I think you are being unfair toRoberto Bellarmino and misinterpreting his letter. Yes he was a theologian but he also had a solid grounding in astronomy like any Jesuit and had even lectured on the subject in his youth.
He does not specify what was necessary to confirm the heliocentric hypothesis because in 1615 when he wrote his letter it was well known amongst astronomers what would confirm the movement of the earth. In fact it was the failure of Galileo and other supporters of heliocentricity to provide that proof that left the majority of astronomers still doubting the hypothesis.
In 1616 Galileo himself always avoided claiming the truth of the heliocentric hypothesis because he knew that if he did so he would be on a very sticky wicket scientifically. Probably as a scientist his biggest mistake in life was in believing that his theory of the tides, which to put it mildly was a complete balls up, actually proved the movement of the earth.
For all those willing to examine the other side in the heliocentric vs. geocentric debate please see www.galileowaswrong.blogspot.com and www.galileowaswrong.com; as well as www.geocentrism.com.
Christians would be well advised to also visit http://www.scripturecatholic.com/geocentrism.html.
[picking myself up off floor after laughter-generated fall]
Okay, now back to reality . . .
The LATimes has a good editorial today.

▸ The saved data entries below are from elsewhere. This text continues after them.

//! Configuration for rudderd.

use rudder_transport::TransportKind;
use serde::{Deserialize, Serialize};

/// Main daemon configuration.
#[derive(Debug, Clone, Serialize, Deserialize)]
pub struct DaemonConfig {
    /// Organization this process reconciles.
    #[serde(default = "default_organization")]
    pub organization_id: String,

    #[serde(default)]
    pub controller: ControllerConfig,

    #[serde(default)]
    pub transport: TransportConfig,

    #[serde(default)]
    pub drivers: DriversConfig,

    #[serde(default)]
    pub logging: LoggingConfig,
}

impl Default for DaemonConfig {
    fn default() -> Self {
        Self {
            organization_id: default_organization(),
            controller: ControllerConfig::default(),
            transport: TransportConfig::default(),
            drivers: DriversConfig::default(),
            logging: LoggingConfig::default(),
        }
    }
}

/// Reconciliation controller configuration.
#[derive(Debug, Clone, Serialize, Deserialize)]
pub struct ControllerConfig {
    /// Resync period in seconds; doubles as the retry interval.
    #[serde(default = "default_resync_period")]
    pub resync_period_secs: u64,

    /// Worker pool size.
    #[serde(default = "default_workers")]
    pub workers: usize,
}

impl Default for ControllerConfig {
    fn default() -> Self {
        Self {
            resync_period_secs: default_resync_period(),
            workers: default_workers(),
        }
    }
}

/// Event transport configuration.
#[derive(Debug, Clone, Serialize, Deserialize)]
pub struct TransportConfig {
    #[serde(default = "default_transport_kind")]
    pub kind: TransportKind,

    #[serde(default)]
    pub kafka_brokers: Vec<String>,

    #[serde(default)]
    pub rabbitmq_url: String,
}

impl Default for TransportConfig {
    fn default() -> Self {
        Self {
            kind: default_transport_kind(),
            kafka_brokers: Vec::new(),
            rabbitmq_url: String::new(),
        }
    }
}

/// Which backend deploys driver workloads.
#[derive(Debug, Clone, Copy, PartialEq, Eq, Serialize, Deserialize)]
#[serde(rename_all = "lowercase")]
pub enum DriverBackendKind {
    Container,
    Cluster,
}

/// Driver workload configuration.
#[derive(Debug, Clone, Serialize, Deserialize)]
pub struct DriversConfig {
    #[serde(default = "default_backend_kind")]
    pub backend: DriverBackendKind,

    /// Cluster namespace driver workloads land in.
    #[serde(default = "default_namespace")]
    pub namespace: String,

    /// Shared image for built-in drivers.
    #[serde(default = "default_driver_image")]
    pub driver_image: String,

    /// Transport sidecar image.
    #[serde(default = "default_sidecar_image")]
    pub sidecar_image: String,

    /// Hostname exposed drivers are routed under.
    #[serde(default)]
    pub ingress_host: String,

    #[serde(default)]
    pub tracer_url: String,
}

impl Default for DriversConfig {
    fn default() -> Self {
        Self {
            backend: default_backend_kind(),
            namespace: default_namespace(),
            driver_image: default_driver_image(),
            sidecar_image: default_sidecar_image(),
            ingress_host: String::new(),
            tracer_url: String::new(),
        }
    }
}

/// Logging configuration.
#[derive(Debug, Clone, Serialize, Deserialize)]
pub struct LoggingConfig {
    #[serde(default = "default_log_level")]
    pub level: String,

    /// JSON format.
    #[serde(default)]
    pub json: bool,
}

impl Default for LoggingConfig {
    fn default() -> Self {
        Self {
            level: default_log_level(),
            json: false,
        }
    }
}

// Default value helpers
fn default_organization() -> String {
    "default".to_string()
}

fn default_resync_period() -> u64 {
    60
}

fn default_workers() -> usize {
    100
}

fn default_transport_kind() -> TransportKind {
    TransportKind::Memory
}

fn default_backend_kind() -> DriverBackendKind {
    DriverBackendKind::Container
}

fn default_namespace() -> String {
    "rudder".to_string()
}

fn default_driver_image() -> String {
    "rudder/event-driver:latest".to_string()
}

fn default_sidecar_image() -> String {
    "rudder/event-sidecar:latest".to_string()
}

fn default_log_level() -> String {
    "info".to_string()
}

impl DaemonConfig {
    /// Loads configuration: defaults, then an optional file, then `RUDDER_*`
    /// environment variables.
    pub fn load(path: Option<&str>) -> Result<Self, config::ConfigError> {
        let mut builder = config::Config::builder();

        builder = builder.add_source(config::Config::try_from(&DaemonConfig::default())?);

        if let Some(path) = path {
            builder = builder.add_source(config::File::with_name(path).required(false));
        }

        builder = builder.add_source(
            config::Environment::with_prefix("RUDDER")
                .separator("_")
                .try_parsing(true),
        );

        builder.build()?.try_deserialize()
    }
}

#[cfg(test)]
mod tests {
    use super::*;

    #[test]
    fn defaults_match_the_documented_knobs() {
        let config = DaemonConfig::default();
        assert_eq!(config.controller.resync_period_secs, 60);
        assert_eq!(config.controller.workers, 100);
        assert_eq!(config.transport.kind, TransportKind::Memory);
        assert_eq!(config.drivers.backend, DriverBackendKind::Container);
        assert_eq!(config.drivers.namespace, "rudder");
    }

    #[test]
    fn load_without_file_uses_defaults() {
        let config = DaemonConfig::load(None).unwrap();
        assert_eq!(config.organization_id, "default");
        assert_eq!(config.logging.level, "info");
    }
}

The money quote:
"At this point, the empirical evidence for warming, like the evidence for a heliocentric solar system or for evolution, is so strong that denial reflects a faith-based approach to public policy."
Parenthetically, Galileo's theory of the tides may be seen as less than a complete balls-up, in that it originated in a theory of the seiche, which in fact accounts for a great deal of the behavior of tides in the real world. This was, AFAIK, the first time anyone applied this idea, or even thought about a seiche -- or made any attempt to explain actual tides. (Any simple model of tides is, of course, so inaccurate in much of the world as to be useless in predicting anything.) This is not an unworthy work in science, particularly when his specific application of the idea to the problem of the tides in the Adriatic Sea was entirely right.
Galileo's theory of the dynamics that drive the tides was, of course, wrong.
Back to Perry. I have yet to see anyone notice that any virtual "vote" you take among the duly qualified experts of the time must exclude the best of them, the Jesuit astronomers. Why? Because, from 1616 on, they were strictly forbidden to "hold or defend" heliocentrism, just as all Catholics were. And they damn well knew it. Which makes any of their publicly expressed opinions of no value in assessing the scientific status of heliocentrism at the time.
BTW, 1616 appears to be when Tycho's theory caught on big-time, having previously been scorned (as being, in effect, not even wrong) not only by Galileo and Kepler but by Clavius, the dean of the Jesuit astronomers until his death in 1612.
Another matter that a person would never guess from these recent debates: by that time it was hardly possible to accept the standard Aristotle-Ptolemy model, which was contradicted by too many observations that everyone could replicate. That's why the Jesuits and others wanted to grab some theory that would at least, as they say, preserve the appearances.